We need to distinguish between “caricaturize” and “characterize.” The latter means to describe the (genuine) characteristics of an idea, a person, or a movement. To call an “evangelical” a fundamentalist, or close-minded, or a Luddite, is to caricaturize. To call emerging “deniers of truth” or “relativists” is to caricaturize. To “caricaturize” is to describe by exaggeration or to describe by reduction, and to use such description in order to ridicule, to dominate, to persuade, or to control.
To say that politicians trade in “caricature” during election time may characterize some, but it would be unfair to say all “caricaturize” all the time. To say “politicians caricaturize” is, in my judgment, to caricaturize.
Now, why do we do this? And, most importantly, why is it so difficult for us to describe our opponents or those with whom we differ in ways that are “characterizing” rather than “caricaturizing”?

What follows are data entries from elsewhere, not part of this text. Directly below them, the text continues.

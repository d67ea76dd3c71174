use std::path::{Path, PathBuf};
use std::time::Duration;

use anyhow::{Context, Result};
use serde::Deserialize;

pub const CONFIG_FILE_NAME: &str = ".kontrol-audit.toml";

const DEFAULT_PROJECT_ID: &str = "rpr-myaudit";
const DEFAULT_SITE: &str = "myaudit-kontrol-dashboard";
const DEFAULT_PUBLIC_DIR: &str = "dist-kontrol";
const DEFAULT_REQUIRED_FILES: [&str; 4] = [
    ".firebaserc",
    "firebase.json",
    "package.json",
    ".github/workflows/firebase-hosting-merge.yml",
];
const PROJECT_PLACEHOLDER: &str = "{project}";

#[derive(Debug, Clone, Deserialize)]
#[serde(default, deny_unknown_fields)]
pub struct AuditConfig {
    pub project_id: String,
    pub required_files: Vec<PathBuf>,
    pub bindings: Vec<Binding>,
    pub build: BuildConfig,
    pub auth: AuthConfig,
    pub timeouts: Timeouts,
}

impl Default for AuditConfig {
    fn default() -> Self {
        Self {
            project_id: DEFAULT_PROJECT_ID.to_string(),
            required_files: DEFAULT_REQUIRED_FILES.iter().map(PathBuf::from).collect(),
            bindings: vec![
                Binding {
                    label: "Target Binding".to_string(),
                    file: PathBuf::from(".firebaserc"),
                    format: None,
                    rule: Rule::Contains {
                        value: DEFAULT_SITE.to_string(),
                    },
                },
                Binding {
                    label: "Path Alignment".to_string(),
                    file: PathBuf::from("firebase.json"),
                    format: None,
                    rule: Rule::Equals {
                        field: "hosting.public".to_string(),
                        value: DEFAULT_PUBLIC_DIR.to_string(),
                    },
                },
            ],
            build: BuildConfig::default(),
            auth: AuthConfig::default(),
            timeouts: Timeouts::default(),
        }
    }
}

impl AuditConfig {
    /// Auth command arguments with the project placeholder filled in.
    pub fn auth_args(&self) -> Vec<String> {
        self.auth
            .args
            .iter()
            .map(|arg| arg.replace(PROJECT_PLACEHOLDER, &self.project_id))
            .collect()
    }
}

/// An expected association between a configuration file and a value it must carry.
#[derive(Debug, Clone, Deserialize)]
pub struct Binding {
    pub label: String,
    pub file: PathBuf,
    #[serde(default)]
    pub format: Option<Format>,
    #[serde(flatten)]
    pub rule: Rule,
}

#[derive(Debug, Clone, PartialEq, Eq, Deserialize)]
#[serde(tag = "rule", rename_all = "kebab-case")]
pub enum Rule {
    /// Some string leaf of the document equals `value`.
    Contains { value: String },
    /// The dotted `field` path resolves to `value`.
    Equals { field: String, value: String },
    /// The dotted `field` path resolves to anything.
    Present { field: String },
}

#[derive(Debug, Clone, Copy, PartialEq, Eq, Deserialize)]
#[serde(rename_all = "lowercase")]
pub enum Format {
    Json,
    Yaml,
    Toml,
}

impl Format {
    /// Infer the format from a file name. Dotfiles ending in `rc` are JSON,
    /// which covers `.firebaserc`.
    pub fn infer(path: &Path) -> Option<Format> {
        let name = path.file_name()?.to_str()?;
        match path.extension().and_then(|e| e.to_str()) {
            Some("json") => Some(Format::Json),
            Some("yml") | Some("yaml") => Some(Format::Yaml),
            Some("toml") => Some(Format::Toml),
            None if name.starts_with('.') && name.ends_with("rc") => Some(Format::Json),
            _ => None,
        }
    }
}

impl std::fmt::Display for Format {
    fn fmt(&self, f: &mut std::fmt::Formatter<'_>) -> std::fmt::Result {
        match self {
            Format::Json => f.write_str("JSON"),
            Format::Yaml => f.write_str("YAML"),
            Format::Toml => f.write_str("TOML"),
        }
    }
}

#[derive(Debug, Clone, Deserialize)]
#[serde(default, deny_unknown_fields)]
pub struct BuildConfig {
    pub program: String,
    pub args: Vec<String>,
    /// Directory the build must leave behind, relative to the audit root.
    pub output_dir: Option<PathBuf>,
}

impl Default for BuildConfig {
    fn default() -> Self {
        Self {
            program: "npm".to_string(),
            args: vec!["run".to_string(), "build:kontrol".to_string()],
            output_dir: None,
        }
    }
}

#[derive(Debug, Clone, Deserialize)]
#[serde(default, deny_unknown_fields)]
pub struct AuthConfig {
    pub program: String,
    pub args: Vec<String>,
    pub ci_note: String,
}

impl Default for AuthConfig {
    fn default() -> Self {
        Self {
            program: "npx".to_string(),
            args: vec![
                "firebase-tools".to_string(),
                "projects:list".to_string(),
                "--project".to_string(),
                PROJECT_PLACEHOLDER.to_string(),
            ],
            ci_note: "In GitHub CI, auth is handled by google-github-actions/auth (WIF)."
                .to_string(),
        }
    }
}

#[derive(Debug, Clone, Deserialize)]
#[serde(default, deny_unknown_fields)]
pub struct Timeouts {
    pub git_secs: u64,
    pub build_secs: u64,
    pub auth_secs: u64,
}

impl Default for Timeouts {
    fn default() -> Self {
        Self {
            git_secs: 30,
            build_secs: 900,
            auth_secs: 120,
        }
    }
}

impl Timeouts {
    pub fn git(&self) -> Duration {
        Duration::from_secs(self.git_secs)
    }

    pub fn build(&self) -> Duration {
        Duration::from_secs(self.build_secs)
    }

    pub fn auth(&self) -> Duration {
        Duration::from_secs(self.auth_secs)
    }
}

/// Load the audit configuration.
///
/// An explicit path must exist. Without one, `<root>/.kontrol-audit.toml` is
/// used when present and the built-in defaults otherwise.
pub async fn load_config(root: &Path, explicit: Option<&Path>) -> Result<AuditConfig> {
    let path = match explicit {
        Some(path) => path.to_path_buf(),
        None => {
            let path = root.join(CONFIG_FILE_NAME);
            if !path.exists() {
                tracing::debug!("config: no {} found, using defaults", CONFIG_FILE_NAME);
                return Ok(AuditConfig::default());
            }
            path
        }
    };
    let content = tokio::fs::read_to_string(&path)
        .await
        .with_context(|| format!("failed to read {}", path.display()))?;
    let cfg = parse_config(&content)
        .with_context(|| format!("failed to parse {}", path.display()))?;
    tracing::debug!(config=%path.display(), "config: loaded");
    Ok(cfg)
}

pub fn parse_config(content: &str) -> Result<AuditConfig> {
    Ok(toml::from_str(content)?)
}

Such a question leads me to think we do this because we fear the truth, we fear that a characterizing of another may bring them just too close to us when our intent is to distance (and even demonize). To be fair to the person puts our overall disposition to another person at risk.
To love others means to characterize them; to caricaturize them (except when appropriate) is not to love our neighbor as ourselves.
One of the first levels of critical thinking schools — and here I trade in being a teacher who has been asked to do far too much investigation of educational outcomes — is to learn to describe another person’s thoughts and beliefs (1) in their terms and (2) without evaluation. In other words, until a person can “characterize” properly, that person is not yet a critical thinker. If our attempts at characterizing end up in caricaturizing, we need to back off until our head cools.
So, my first commandment for the blog world is this: Do not caricaturize. To be sure, that’s a prohibition. So the first commandment might be: Please characterize others well.
Lord, forgive us.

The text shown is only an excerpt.